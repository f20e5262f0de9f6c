//! SQLite-backed intelligence store.
//!
//! One `user_intelligence` row per user, with projects, goals, tasks,
//! knowledge files, contact intelligence, activity counts, and sync log rows
//! keyed to it. Merge is additive by natural key: rows a user may have edited
//! are never overwritten by a later sync. Connections are short-lived and
//! opened per operation.

use std::path::PathBuf;

use chrono::{DateTime, Utc};
use rusqlite::{params, Connection, OptionalExtension};
use serde::{Deserialize, Serialize};
use thiserror::Error;

use crate::extractor::{
    action_item_key, normalized_project_name, relationship_key, ExtractedInsightBatch,
};

/// How many insight notes `insights()` returns.
const RECENT_NOTES_LIMIT: usize = 10;

/// Days covered by the activity histogram.
const ACTIVITY_DAYS: i64 = 7;

#[derive(Debug, Error)]
pub enum StoreError {
    #[error("SQLite error: {0}")]
    Sqlite(#[from] rusqlite::Error),

    #[error("Home directory not found")]
    HomeDirNotFound,

    #[error("Failed to create database directory: {0}")]
    CreateDir(std::io::Error),

    #[error("Reset failed, no changes applied: {0}")]
    ResetFailed(String),
}

// ============================================================================
// Row types
// ============================================================================

#[derive(Debug, Clone, Serialize)]
#[serde(rename_all = "camelCase")]
pub struct DbProject {
    pub id: String,
    pub name: String,
    pub description: Option<String>,
    pub status: String,
    pub created_at: String,
}

#[derive(Debug, Clone, Serialize)]
#[serde(rename_all = "camelCase")]
pub struct DbTask {
    pub id: String,
    pub description: String,
    pub deadline: Option<String>,
    pub status: String,
    pub created_at: String,
}

#[derive(Debug, Clone, Serialize)]
#[serde(rename_all = "camelCase")]
pub struct DbContact {
    pub id: String,
    pub contact_email: String,
    pub contact_name: Option<String>,
    pub context: Option<String>,
    pub first_seen: String,
    pub last_seen: String,
    pub total_mentions: i64,
}

#[derive(Debug, Clone, Serialize)]
#[serde(rename_all = "camelCase")]
pub struct DbGoal {
    pub id: String,
    pub title: String,
    pub description: Option<String>,
    pub category: String,
}
use crate::notifier::{DeliveryError, Messenger, Report};
use crate::poller::{PollError, StatusPoller};
use common::{JobApi, JobStatus, WatchRequest};
use std::sync::Arc;
use thiserror::Error;

#[derive(Debug, Error)]
pub enum WatchError {
    #[error(transparent)]
    Poll(#[from] PollError),

    /// The job finished but the notification could not be delivered.
    #[error("job ended {status} but the notification failed: {source}")]
    Delivery {
        status: JobStatus,
        #[source]
        source: DeliveryError,
    },
}

/// Polls a job to completion, then sends a single report about it.
///
/// Delivery is attempted once. If the process dies before the job
/// finishes nothing is sent and nothing is retried later.
pub struct Watcher {
    poller: StatusPoller,
    api: Arc<dyn JobApi>,
    messenger: Arc<dyn Messenger>,
    notifier: String,
}

impl Watcher {
    pub fn new(poller: StatusPoller, api: Arc<dyn JobApi>, messenger: Arc<dyn Messenger>) -> Self {
        Self {
            poller,
            api,
            messenger,
            notifier: common::origin_label(),
        }
    }

    pub async fn run(&self, request: &WatchRequest) -> Result<JobStatus, WatchError> {
        let status = self.wait(request).await?;
        self.notify(request, status).await
    }

    /// Polls until the job reaches a terminal state.
    pub async fn wait(&self, request: &WatchRequest) -> Result<JobStatus, WatchError> {
        let job = request.job();
        log::info!(
            "Watching {} on {} for {} every {:?}",
            job.job_id, job.server_url, request.recipient, self.poller.interval()
        );
        Ok(self.poller.wait_for_terminal(&job).await?)
    }

    /// Sends the single report for a job that ended in `status`.
    pub async fn notify(&self, request: &WatchRequest, status: JobStatus) -> Result<JobStatus, WatchError> {
        let job = request.job();
        let metadata = self.api.metadata(&job, &[]).await.map_err(|e| {
            log::warn!("Could not fetch metadata for {}: {}", job.job_id, e);
            e.to_string()
        });
        let report = Report {
            job,
            status,
            finished_at: chrono::Utc::now(),
            origin: request.origin.clone(),
            notifier: self.notifier.clone(),
            metadata,
        };

        match self.messenger.send(&request.recipient, &report.subject(), &report.body()).await {
            Ok(()) => {
                log::info!("Notified {} that {} is {}", request.recipient, request.job_id, status);
                Ok(status)
            }
            Err(source) => {
                log::error!("Failed to notify {} about {}: {}", request.recipient, request.job_id, source);
                Err(WatchError::Delivery { status, source })
            }
        }
    }
}
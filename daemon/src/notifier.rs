use async_trait::async_trait;
use chrono::{DateTime, Utc};
use common::config::SmtpConfig;
use common::{JobStatus, ResolvedReference};
use thiserror::Error;

#[derive(Debug, Error)]
pub enum DeliveryError {
    #[error("invalid mail address {0:?}")]
    Address(String),

    #[error("failed to build message: {0}")]
    Message(#[from] lettre::error::Error),

    #[error("mail transport failed: {0}")]
    Transport(String),
}

/// Delivers one message to one recipient.
#[async_trait]
pub trait Messenger: Send + Sync {
    async fn send(&self, recipient: &str, subject: &str, body: &str) -> Result<(), DeliveryError>;
}

enum MailTransport {
    Smtp {
        server: String,
        credentials: Option<(String, String)>,
    },
    Sendmail,
}

/// Email through an SMTP relay when one is configured, the local
/// sendmail otherwise.
pub struct MailMessenger {
    from: String,
    transport: MailTransport,
}

impl MailMessenger {
    pub fn from_config(smtp: &SmtpConfig) -> Self {
        let transport = match &smtp.server {
            Some(server) => MailTransport::Smtp {
                server: server.clone(),
                credentials: smtp.username.clone().zip(smtp.password.clone()),
            },
            None => MailTransport::Sendmail,
        };
        Self {
            from: smtp.from.clone(),
            transport,
        }
    }
}

#[async_trait]
impl Messenger for MailMessenger {
    async fn send(&self, recipient: &str, subject: &str, body: &str) -> Result<(), DeliveryError> {
        use lettre::message::header::ContentType;
        use lettre::transport::smtp::authentication::Credentials;
        use lettre::{Message, SendmailTransport, SmtpTransport, Transport};

        let email = Message::builder()
            .from(self.from.parse().map_err(|_| DeliveryError::Address(self.from.clone()))?)
            .to(recipient.parse().map_err(|_| DeliveryError::Address(recipient.to_string()))?)
            .subject(subject)
            .header(ContentType::TEXT_PLAIN)
            .body(body.to_string())?;

        let sent = match &self.transport {
            MailTransport::Smtp { server, credentials } => {
                let mut builder = SmtpTransport::relay(server)
                    .map_err(|e| DeliveryError::Transport(e.to_string()))?;
                if let Some((user, password)) = credentials {
                    builder = builder.credentials(Credentials::new(user.clone(), password.clone()));
                }
                let mailer = builder.build();
                tokio::task::spawn_blocking(move || mailer.send(&email).map(|_| ()).map_err(|e| e.to_string())).await
            }
            MailTransport::Sendmail => {
                let mailer = SendmailTransport::new();
                tokio::task::spawn_blocking(move || mailer.send(&email).map_err(|e| e.to_string())).await
            }
        };

        match sent {
            Ok(Ok(())) => {
                log::info!("Email notification sent to {}", recipient);
                Ok(())
            }
            Ok(Err(e)) => Err(DeliveryError::Transport(e)),
            Err(e) => Err(DeliveryError::Transport(e.to_string())),
        }
    }
}

/// The message sent when a watched job finishes.
#[derive(Debug, Clone)]
pub struct Report {
    pub job: ResolvedReference,
    pub status: JobStatus,
    pub finished_at: DateTime<Utc>,
    pub origin: String,
    pub notifier: String,
    pub metadata: Result<serde_json::Value, String>,
}

impl Report {
    pub fn subject(&self) -> String {
        format!("lunaflow: job {} {}", self.job.job_id, self.status)
    }

    pub fn body(&self) -> String {
        let metadata = match &self.metadata {
            Ok(value) => serde_json::to_string_pretty(value).unwrap_or_else(|_| value.to_string()),
            Err(e) => format!("(metadata unavailable: {})", e),
        };
        format!(
            "Job:          {}\nServer:       {}\nState:        {}\nFinished at:  {}\nRequested by: {}\nWatched from: {}\n\nMetadata:\n{}\n",
            self.job.job_id,
            self.job.server_url,
            self.status,
            self.finished_at.to_rfc3339(),
            self.origin,
            self.notifier,
            metadata
        )
    }
}

#[cfg(test)]
mod tests {
    use super::*;
    use common::JobId;

    fn report(metadata: Result<serde_json::Value, String>) -> Report {
        Report {
            job: ResolvedReference {
                job_id: JobId::from("abc-1"),
                server_url: "http://cromwell:8000".to_string(),
            },
            status: JobStatus::Failed,
            finished_at: Utc::now(),
            origin: "ana@laptop".to_string(),
            notifier: "ana@hpc1".to_string(),
            metadata,
        }
    }

    #[test]
    fn test_report_contents() {
        let r = report(Ok(serde_json::json!({"workflowName": "hello"})));
        assert_eq!(r.subject(), "lunaflow: job abc-1 Failed");
        let body = r.body();
        assert!(body.contains("Server:       http://cromwell:8000"));
        assert!(body.contains("Requested by: ana@laptop"));
        assert!(body.contains("\"workflowName\": \"hello\""));
    }

    #[test]
    fn test_report_without_metadata() {
        let body = report(Err("server returned 500".to_string())).body();
        assert!(body.contains("metadata unavailable: server returned 500"));
    }

    #[tokio::test]
    async fn test_bad_recipient_is_rejected_before_sending() {
        let messenger = MailMessenger::from_config(&SmtpConfig::default());
        let err = messenger.send("not an address", "s", "b").await.unwrap_err();
        assert!(matches!(err, DeliveryError::Address(_)));
    }
}
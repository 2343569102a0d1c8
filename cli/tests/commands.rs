use async_trait::async_trait;
use common::testing::ScriptedApi;
use common::{
    Config, DispatchReceipt, FileLedger, JobCache, JobId, JobRecord, JobStatus, LedgerStore, MemoryLedger,
    WatchRequest,
};
use lunaflow::commands::{self, Context, NotifyArgs, SubmitArgs};
use lunaflow::error::{EXIT_BAD_RECIPIENT, EXIT_LEDGER, EXIT_NO_PRIOR_SUBMISSION, EXIT_USAGE};
use lunaflow::{DispatchError, Launcher};
use std::sync::{Arc, Mutex};

const SERVER: &str = "http://cromwell:8000";

#[derive(Default)]
struct RecordingLauncher {
    local: Mutex<Vec<WatchRequest>>,
    remote: Mutex<Vec<(String, WatchRequest)>>,
}

#[async_trait]
impl Launcher for RecordingLauncher {
    async fn run_local(&self, request: &WatchRequest) -> Result<DispatchReceipt, DispatchError> {
        self.local.lock().unwrap().push(request.clone());
        Ok(DispatchReceipt { host: "laptop".to_string(), pid: 100 })
    }

    async fn run_remote(&self, host: &str, request: &WatchRequest) -> Result<DispatchReceipt, DispatchError> {
        self.remote.lock().unwrap().push((host.to_string(), request.clone()));
        Ok(DispatchReceipt { host: host.to_string(), pid: 200 })
    }
}

impl RecordingLauncher {
    fn dispatched(&self) -> usize {
        self.local.lock().unwrap().len() + self.remote.lock().unwrap().len()
    }
}

fn context(ledger: Arc<MemoryLedger>, api: Arc<ScriptedApi>, cache: &std::path::Path) -> Context {
    let mut config = Config::default();
    config.server.url = SERVER.to_string();
    Context {
        config,
        ledger,
        api,
        cache: JobCache::new(cache),
    }
}

fn ledger_with(ids: &[&str]) -> Arc<MemoryLedger> {
    Arc::new(MemoryLedger::with_records(
        ids.iter()
            .map(|id| JobRecord::submitted(JobId::from(*id), SERVER, "wf"))
            .collect(),
    ))
}

fn notify_args(job: Option<&str>, recipient: Option<&str>) -> NotifyArgs {
    NotifyArgs {
        job: job.map(str::to_string),
        recipient: recipient.map(str::to_string),
        ..Default::default()
    }
}

#[tokio::test]
async fn notify_on_empty_ledger_reports_no_prior_submission() {
    let dir = tempfile::tempdir().unwrap();
    let ctx = context(Arc::new(MemoryLedger::new()), Arc::new(ScriptedApi::new()), dir.path());
    let launcher = RecordingLauncher::default();
    let mut out = Vec::new();

    let err = commands::notify(&ctx, &launcher, &notify_args(None, Some("ops@example.org")), &mut out)
        .await
        .unwrap_err();
    assert_eq!(err.exit_code(), EXIT_NO_PRIOR_SUBMISSION);
    assert_eq!(launcher.dispatched(), 0);
    assert!(out.is_empty());
}

#[tokio::test]
async fn notify_without_recipient_is_rejected() {
    let dir = tempfile::tempdir().unwrap();
    let ctx = context(ledger_with(&["a"]), Arc::new(ScriptedApi::new()), dir.path());
    let launcher = RecordingLauncher::default();

    let err = commands::notify(&ctx, &launcher, &notify_args(None, None), &mut std::io::sink())
        .await
        .unwrap_err();
    assert_eq!(err.exit_code(), EXIT_BAD_RECIPIENT);
    assert_eq!(launcher.dispatched(), 0);
}

#[tokio::test]
async fn notify_resolves_offset_and_starts_local_watch() {
    let dir = tempfile::tempdir().unwrap();
    let ctx = context(ledger_with(&["a", "b", "c"]), Arc::new(ScriptedApi::new()), dir.path());
    let launcher = RecordingLauncher::default();
    let mut out = Vec::new();

    let receipt = commands::notify(&ctx, &launcher, &notify_args(Some("-2"), Some("ops@example.org")), &mut out)
        .await
        .unwrap();
    assert_eq!(receipt.pid, 100);

    let local = launcher.local.lock().unwrap();
    assert_eq!(local[0].job_id.0, "b");
    assert_eq!(local[0].server_url, SERVER);
    assert_eq!(local[0].recipient, "ops@example.org");
    let printed: serde_json::Value = serde_json::from_slice(&out).unwrap();
    assert_eq!(printed["pid"], 100);
}

#[tokio::test]
async fn notify_on_remote_host_with_server_override() {
    let dir = tempfile::tempdir().unwrap();
    let ctx = context(ledger_with(&["a"]), Arc::new(ScriptedApi::new()), dir.path());
    let launcher = RecordingLauncher::default();
    let args = NotifyArgs {
        job: Some("a".to_string()),
        recipient: Some("ops@example.org".to_string()),
        host: Some("hpc1".to_string()),
        server: Some("http://other:9000".to_string()),
    };

    commands::notify(&ctx, &launcher, &args, &mut std::io::sink()).await.unwrap();
    let remote = launcher.remote.lock().unwrap();
    assert_eq!(remote[0].0, "hpc1");
    assert_eq!(remote[0].1.server_url, "http://other:9000");
    assert!(launcher.local.lock().unwrap().is_empty());
}

#[tokio::test]
async fn submit_records_job_and_keeps_files() {
    let dir = tempfile::tempdir().unwrap();
    let wdl = dir.path().join("hello_world.wdl");
    let inputs = dir.path().join("inputs.json");
    std::fs::write(&wdl, "workflow hello_world {}").unwrap();
    std::fs::write(&inputs, "{}").unwrap();

    let api = Arc::new(ScriptedApi::new());
    let ledger = Arc::new(MemoryLedger::new());
    let ctx = context(ledger.clone(), api.clone(), &dir.path().join("cache"));
    let args = SubmitArgs { workflow: wdl, inputs: Some(inputs), options: None, dependencies: None };

    let job = commands::submit(&ctx, &args, &mut std::io::sink()).await.unwrap();
    assert_eq!(api.submitted_workflows(), vec!["hello_world.wdl".to_string()]);

    let record = ledger.most_recent(1).unwrap();
    assert_eq!(record.job_id, job.job_id);
    assert_eq!(record.workflow_name, "hello_world");
    assert_eq!(record.last_status, JobStatus::Submitted);

    let job_dir = ctx.cache.job_dir(SERVER, &job.job_id).unwrap();
    assert!(job_dir.join("hello_world.wdl").exists());
    assert!(job_dir.join("inputs.json").exists());
}

#[tokio::test]
async fn notify_with_invalid_server_is_a_usage_error() {
    let dir = tempfile::tempdir().unwrap();
    let ctx = context(ledger_with(&["a"]), Arc::new(ScriptedApi::new()), dir.path());
    let launcher = RecordingLauncher::default();
    let args = NotifyArgs {
        server: Some("ftp://cromwell".to_string()),
        ..notify_args(Some("a"), Some("ops@example.org"))
    };

    let err = commands::notify(&ctx, &launcher, &args, &mut std::io::sink())
        .await
        .unwrap_err();
    assert_eq!(err.exit_code(), EXIT_USAGE);
    assert_eq!(launcher.dispatched(), 0);
}

#[tokio::test]
async fn submit_prints_job_id_even_when_ledger_is_unwritable() {
    let dir = tempfile::tempdir().unwrap();
    let wdl = dir.path().join("hello.wdl");
    std::fs::write(&wdl, "workflow hello {}").unwrap();
    let ledger_path = dir.path().join("ledger.tsv");
    std::fs::create_dir(ledger_path.with_extension("tmp")).unwrap();

    let api = Arc::new(ScriptedApi::new());
    let mut config = Config::default();
    config.server.url = SERVER.to_string();
    let ctx = Context {
        config,
        ledger: Arc::new(FileLedger::new(&ledger_path)),
        api: api.clone(),
        cache: JobCache::new(dir.path().join("cache")),
    };
    let args = SubmitArgs { workflow: wdl, inputs: None, options: None, dependencies: None };

    let mut out = Vec::new();
    let err = commands::submit(&ctx, &args, &mut out).await.unwrap_err();
    assert_eq!(err.exit_code(), EXIT_LEDGER);
    assert_eq!(api.submitted_workflows(), vec!["hello.wdl".to_string()]);

    let printed: serde_json::Value = serde_json::from_slice(&out).unwrap();
    let job_id = printed["id"].as_str().unwrap().to_string();
    assert!(!job_id.is_empty());
    assert!(err.to_string().contains(&job_id));
}

#[tokio::test]
async fn status_updates_ledger_but_not_past_terminal() {
    let dir = tempfile::tempdir().unwrap();
    let ledger = ledger_with(&["a"]);
    let api = Arc::new(ScriptedApi::with_statuses(&["Succeeded", "Running"]));
    let ctx = context(ledger.clone(), api, dir.path());

    let mut out = Vec::new();
    assert_eq!(commands::status(&ctx, None, &mut out).await.unwrap(), JobStatus::Succeeded);
    assert!(String::from_utf8(out).unwrap().contains("Succeeded"));

    assert_eq!(commands::status(&ctx, None, &mut std::io::sink()).await.unwrap(), JobStatus::Running);
    assert_eq!(ledger.most_recent(1).unwrap().last_status, JobStatus::Succeeded);
}

#[tokio::test]
async fn abort_records_reported_status() {
    let dir = tempfile::tempdir().unwrap();
    let ledger = ledger_with(&["a"]);
    let api = Arc::new(ScriptedApi::new());
    let ctx = context(ledger.clone(), api.clone(), dir.path());

    assert_eq!(commands::abort(&ctx, Some("a"), &mut std::io::sink()).await.unwrap(), JobStatus::Running);
    assert_eq!(api.abort_calls.load(std::sync::atomic::Ordering::SeqCst), 1);
    assert_eq!(ledger.most_recent(1).unwrap().last_status, JobStatus::Running);
}

#[tokio::test]
async fn list_refresh_queries_only_unfinished_jobs() {
    let dir = tempfile::tempdir().unwrap();
    let ledger = ledger_with(&["done", "busy"]);
    ledger.update_status(&JobId::from("done"), JobStatus::Failed).unwrap();
    let api = Arc::new(ScriptedApi::with_statuses(&["Succeeded"]));
    let ctx = context(ledger.clone(), api.clone(), dir.path());

    let mut out = Vec::new();
    assert_eq!(commands::list(&ctx, false, true, &mut out).await.unwrap(), 2);
    assert_eq!(api.status_call_count(), 1);
    assert_eq!(ledger.find_by_prefix_or_exact("busy").unwrap().last_status, JobStatus::Succeeded);

    let table = String::from_utf8(out).unwrap();
    assert!(table.contains("done"));
    assert!(table.contains("Failed"));
    assert!(table.contains("-2"));
}

#[tokio::test]
async fn metadata_is_saved_in_job_cache() {
    let dir = tempfile::tempdir().unwrap();
    let api = Arc::new(ScriptedApi::new());
    api.set_metadata(serde_json::json!({"workflowName": "wf", "status": "Running"}));
    let ctx = context(ledger_with(&["a"]), api, dir.path());

    commands::metadata(&ctx, None, &[], &mut std::io::sink()).await.unwrap();
    let saved = ctx.cache.job_dir(SERVER, &JobId::from("a")).unwrap().join("metadata.json");
    assert!(std::fs::read_to_string(saved).unwrap().contains("workflowName"));
}
//! Command line of `lunaflow-daemon`.
//!
//! `lunaflow notify` builds `watch` invocations from a [`WatchRequest`],
//! and remote hosts receive the same request as JSON on `accept`.

use anyhow::Context;
use clap::{Args, Parser, Subcommand};
use common::{DispatchReceipt, DispatchResponse, JobId, WatchRequest};
use std::path::PathBuf;

#[derive(Debug, Parser)]
#[command(name = "lunaflow-daemon", author, version, about, long_about = None)]
pub struct Cli {
    /// Config file (.yaml or .toml)
    #[arg(long, global = true)]
    pub config: Option<PathBuf>,
    #[command(subcommand)]
    pub command: Commands,
}

#[derive(Debug, Subcommand)]
pub enum Commands {
    /// Watch a job in the foreground and email its final state
    Watch(WatchArgs),
    /// Read a watch request as JSON from stdin and start a detached watcher for it
    Accept,
}

#[derive(Debug, Args)]
pub struct WatchArgs {
    #[arg(long)]
    pub job_id: String,
    #[arg(long)]
    pub server: String,
    #[arg(long)]
    pub recipient: String,
    /// user@host that asked for the notification
    #[arg(long)]
    pub origin: Option<String>,
    /// Seconds between status checks
    #[arg(long)]
    pub interval: Option<u64>,
}

impl WatchArgs {
    pub fn into_request(self) -> WatchRequest {
        WatchRequest {
            job_id: JobId(self.job_id),
            server_url: self.server,
            recipient: self.recipient,
            origin: self.origin.unwrap_or_else(common::origin_label),
            poll_interval_secs: self.interval,
        }
    }
}

/// Handles one `accept` exchange: `input` is the JSON request and `spawn`
/// starts a watcher with the given `watch` arguments, returning its pid.
pub fn accept_request<F>(input: &str, spawn: F) -> DispatchResponse
where
    F: FnOnce(&[String]) -> std::io::Result<u32>,
{
    match start_watch(input, spawn) {
        Ok(receipt) => DispatchResponse::Started(receipt),
        Err(e) => DispatchResponse::Error(format!("{:#}", e)),
    }
}

fn start_watch<F>(input: &str, spawn: F) -> anyhow::Result<DispatchReceipt>
where
    F: FnOnce(&[String]) -> std::io::Result<u32>,
{
    let request: WatchRequest = serde_json::from_str(input).context("Malformed watch request")?;
    let pid = spawn(&request.to_watch_args(None))
        .with_context(|| format!("Failed to start watcher for {}", request.job_id))?;
    Ok(DispatchReceipt {
        host: common::host_name(),
        pid,
    })
}
use chrono::{DateTime, Utc};
use serde::{Deserialize, Serialize};
use std::str::FromStr;

#[derive(Debug, Clone, Serialize, Deserialize, PartialEq, Eq, Hash)]
pub struct JobId(pub String);

impl JobId {
    /// Server-assigned ids are UUIDs; anything else is accepted but suspicious.
    pub fn is_uuid_shaped(&self) -> bool {
        uuid::Uuid::parse_str(&self.0).is_ok()
    }
}

impl std::fmt::Display for JobId {
    fn fmt(&self, f: &mut std::fmt::Formatter<'_>) -> std::fmt::Result {
        write!(f, "{}", self.0)
    }
}

impl From<&str> for JobId {
    fn from(s: &str) -> Self {
        JobId(s.to_string())
    }
}

#[derive(Debug, Clone, Copy, Serialize, Deserialize, PartialEq, Eq, Hash)]
pub enum JobStatus {
    Submitted,
    Running,
    Succeeded,
    Failed,
    Aborted,
    Unknown,
}

impl JobStatus {
    pub fn is_terminal(self) -> bool {
        matches!(self, JobStatus::Succeeded | JobStatus::Failed | JobStatus::Aborted)
    }

    pub fn as_str(self) -> &'static str {
        match self {
            JobStatus::Submitted => "Submitted",
            JobStatus::Running => "Running",
            JobStatus::Succeeded => "Succeeded",
            JobStatus::Failed => "Failed",
            JobStatus::Aborted => "Aborted",
            JobStatus::Unknown => "Unknown",
        }
    }

    /// Maps a status string reported by the workflow server.
    ///
    /// Transitional server states fold into the nearest local state:
    /// `On Hold` is still waiting to start and `Aborting` is still running.
    pub fn from_server(s: &str) -> Self {
        match s.trim() {
            "Submitted" | "On Hold" => JobStatus::Submitted,
            "Running" | "Aborting" => JobStatus::Running,
            "Succeeded" => JobStatus::Succeeded,
            "Failed" => JobStatus::Failed,
            "Aborted" => JobStatus::Aborted,
            _ => JobStatus::Unknown,
        }
    }
}

impl std::fmt::Display for JobStatus {
    fn fmt(&self, f: &mut std::fmt::Formatter<'_>) -> std::fmt::Result {
        f.write_str(self.as_str())
    }
}

impl FromStr for JobStatus {
    type Err = std::convert::Infallible;

    fn from_str(s: &str) -> Result<Self, Self::Err> {
        Ok(JobStatus::from_server(s))
    }
}

/// One row of the ledger.
#[derive(Debug, Clone, Serialize, Deserialize, PartialEq, Eq)]
pub struct JobRecord {
    pub submitted_at: DateTime<Utc>,
    pub server_url: String,
    pub job_id: JobId,
    pub workflow_name: String,
    pub last_status: JobStatus,
}

impl JobRecord {
    pub fn submitted(job_id: JobId, server_url: &str, workflow_name: &str) -> Self {
        Self {
            submitted_at: Utc::now(),
            server_url: server_url.to_string(),
            job_id,
            workflow_name: workflow_name.to_string(),
            last_status: JobStatus::Submitted,
        }
    }
}

/// A job reference resolved against the ledger. Never persisted.
#[derive(Debug, Clone, PartialEq, Eq, Serialize, Deserialize)]
pub struct ResolvedReference {
    pub job_id: JobId,
    pub server_url: String,
}

/// Display label for a workflow definition file: its file stem.
pub fn workflow_name_from_path(path: &std::path::Path) -> String {
    path.file_stem()
        .and_then(|s| s.to_str())
        .map(|s| s.to_string())
        .unwrap_or_else(|| path.display().to_string())
}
****
◆ **TASK INSTRUCTIONS**: Going through the entries above, report how many lines include the string "Hash". The number alone is the answer.

◆ **SOLUTION TO THE PROBLEM**: 2